The allegation that Sir Peter tabled questions for cash is without substance and has been withdrawn.

====Sir Andrew Bowden====

There is insufficient evidence to substantiate the allegation that Sir Andrew received, or demanded, cash payments from Mr Al Fayed in return for lobbying services.

The election donation of £5,319 from Mr Greer was intended as a reward for lobbying and Sir Andrew probably knew it came originally from Mr Al Fayed.

Sir Andrew failed to register, as he should have done, this election campaign donation.

Sir Andrew failed to declare his interests in dealings with Ministers and officials over House of Fraser, and, in one case, gave a positively misleading explanation for his representations.

====Sir Michael Grylls====

Sir Michael received payments from Mr Greer (though not in cash) which were neither introduction commissions nor fees associated with the Unitary Tax Campaign.

It is not possible to conclude that these payments originated from Mr Al Fayed, although Sir Michael actively participated in the Greer lobbying operation.

Sir Michael deliberately misled the Select Committee on Members' Interests in 1990 by seriously understating the number of commission payments he had received; and by omitting to inform them of other fees received from Mr Greer.

Sir Michael persistently failed to declare his interests in dealings with ministers and officials over the House of Fraser.

Sir Michael's action in taking a commission payment for introducing a constituent to Mr Greer was unacceptable.

There is insufficient evidence to show that Sir Michael solicited business for Mr Greer in expectation of commission payments.

====Mr Tim Smith====

Mr Smith accepted cash payments directly from Mr Al Fayed of between £18,000 and £25,000 in return for lobbying services.

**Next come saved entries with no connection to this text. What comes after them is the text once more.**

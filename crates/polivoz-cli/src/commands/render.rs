//! Offline render command.

use crate::commands::{CliFilter, CliSteal, CliWaveform, VOICES, parse_notes};
use crate::patch::Patch;
use clap::Args;
use indicatif::{ProgressBar, ProgressStyle};
use polivoz_core::Lfo;
use polivoz_io::{WavSpec, write_wav};
use polivoz_synth::SynthEngine;
use std::path::PathBuf;

/// Frames rendered per block; also the modulation update interval.
const BLOCK_FRAMES: usize = 256;

#[derive(Args)]
pub struct RenderArgs {
    /// Output WAV file
    #[arg(short, long)]
    output: PathBuf,

    /// MIDI notes (comma-separated, e.g., "60,64,67" for C major)
    #[arg(long)]
    notes: String,

    /// Patch file (TOML)
    #[arg(short, long)]
    patch: Option<PathBuf>,

    /// Gate duration in seconds (notes held before release)
    #[arg(long, default_value = "2.0")]
    duration: f32,

    /// Extra time after release in seconds (captures the release envelope)
    #[arg(long, default_value = "1.0")]
    release_tail: f32,

    /// Stagger note starts by this many seconds (arpeggio)
    #[arg(long)]
    arp_interval: Option<f32>,

    /// Sample rate
    #[arg(long, default_value = "48000")]
    sample_rate: u32,

    /// Note velocity (0-127)
    #[arg(long, default_value = "100")]
    velocity: u8,

    /// Oscillator waveform
    #[arg(long, value_enum, default_value = "saw")]
    waveform: CliWaveform,

    /// Filter topology (overrides the patch)
    #[arg(long, value_enum)]
    filter: Option<CliFilter>,

    /// Normalized filter cutoff, 0-1 (overrides the patch)
    #[arg(long)]
    cutoff: Option<f32>,

    /// Voice stealing policy
    #[arg(long, value_enum, default_value = "oldest")]
    steal: CliSteal,

    /// Vibrato LFO rate in Hz
    #[arg(long, default_value = "5.0")]
    vibrato_rate: f32,
}

pub fn run(args: RenderArgs) -> anyhow::Result<()> {
    let notes = parse_notes(&args.notes)?;
    let sample_rate = args.sample_rate as f32;

    let engine: SynthEngine<VOICES> = SynthEngine::new(sample_rate);
    engine.set_waveform(0, args.waveform.into());
    engine.set_steal_mode(args.steal.into());

    if let Some(path) = &args.patch {
        let patch = Patch::load(path)?;
        println!("Loading patch: {}", patch.name);
        if let Some(desc) = &patch.description {
            println!("  {}", desc);
        }
        tracing::info!(
            patch = %patch.name,
            parameters = patch.parameters.len(),
            "applying patch"
        );
        patch.apply(&engine);
    }

    // Explicit flags win over the patch
    if let Some(filter) = args.filter {
        engine.set_filter_type(filter.into());
    }
    if let Some(cutoff) = args.cutoff {
        engine.set_parameter("cutoff", cutoff);
    }

    let gate_frames = (args.duration * sample_rate) as usize;

    // Note start frames: all at zero, or staggered for an arpeggio.
    // Starts past the gate would never be released, so they are dropped.
    let note_starts: Vec<(usize, u8)> = notes
        .iter()
        .enumerate()
        .map(|(i, &note)| {
            let start = args
                .arp_interval
                .map_or(0, |interval| (interval * i as f32 * sample_rate) as usize);
            (start, note)
        })
        .filter(|&(start, _)| start < gate_frames)
        .collect();
    let total_frames = gate_frames + (args.release_tail * sample_rate) as usize;

    tracing::info!(
        notes = ?notes,
        gate_seconds = args.duration,
        tail_seconds = args.release_tail,
        sample_rate = args.sample_rate,
        "starting offline render"
    );

    println!("Rendering {} notes: {:?}", notes.len(), notes);
    println!(
        "  {:.2}s gate + {:.2}s tail at {} Hz",
        args.duration, args.release_tail, args.sample_rate
    );

    // The vibrato LFO runs at block rate, one sample per rendered block
    let mut lfo = Lfo::new(sample_rate / BLOCK_FRAMES as f32, args.vibrato_rate);

    let pb = ProgressBar::new(total_frames as u64);
    pb.set_style(
        ProgressStyle::default_bar()
            .template("[{elapsed_precise}] [{bar:40.cyan/blue}] {pos}/{len} ({eta})")
            .unwrap()
            .progress_chars("##-"),
    );

    let mut samples = vec![0.0_f32; total_frames * 2];
    let mut released = false;
    let mut frame = 0;

    while frame < total_frames {
        let block = BLOCK_FRAMES.min(total_frames - frame);

        // Note events quantized to block boundaries
        for &(start, note) in &note_starts {
            if start >= frame && start < frame + block {
                engine.note_on(note, args.velocity);
            }
        }
        if !released && frame + block >= gate_frames {
            engine.all_notes_off();
            released = true;
        }

        engine.set_modulation(lfo.next(), 0.0);
        engine.render(&mut samples, frame * 2, block);

        frame += block;
        pb.set_position(frame as u64);
    }
    pb.finish();

    let spec = WavSpec {
        channels: 2,
        sample_rate: args.sample_rate,
        bits_per_sample: 32,
    };
    write_wav(&args.output, &samples, spec)?;
    println!(
        "Wrote {} frames to {}",
        total_frames,
        args.output.display()
    );

    Ok(())
}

There is no evidence to indicate that he received cash from Mr Al Fayed indirectly through Mr Greer.

The way in which these payments were received and concealed fell well below the standards expected of members of parliament.

The allegation that Mr Smith was paid to initiate an Adjournment debate in 1986 is not substantiated.

Mr Smith's financial interest in relation to House of Fraser was only registered in January 1989 when it had been publicly exposed by Mr Rowland; and then only hesitantly for a period of two and a half weeks. This has to be seen as a disingenuous attempt at concealment. On any view, this was a totally unacceptable form of registration by Mr Smith.

Mr Smith persistently and deliberately failed to declare his interests in dealings with ministers and officials over House of Fraser issues.

To his credit, Mr Smith eventually admitted receiving payments, although not until he was asked in 1994; and he expressed his regrets for the non-registration and non-declaration of interests.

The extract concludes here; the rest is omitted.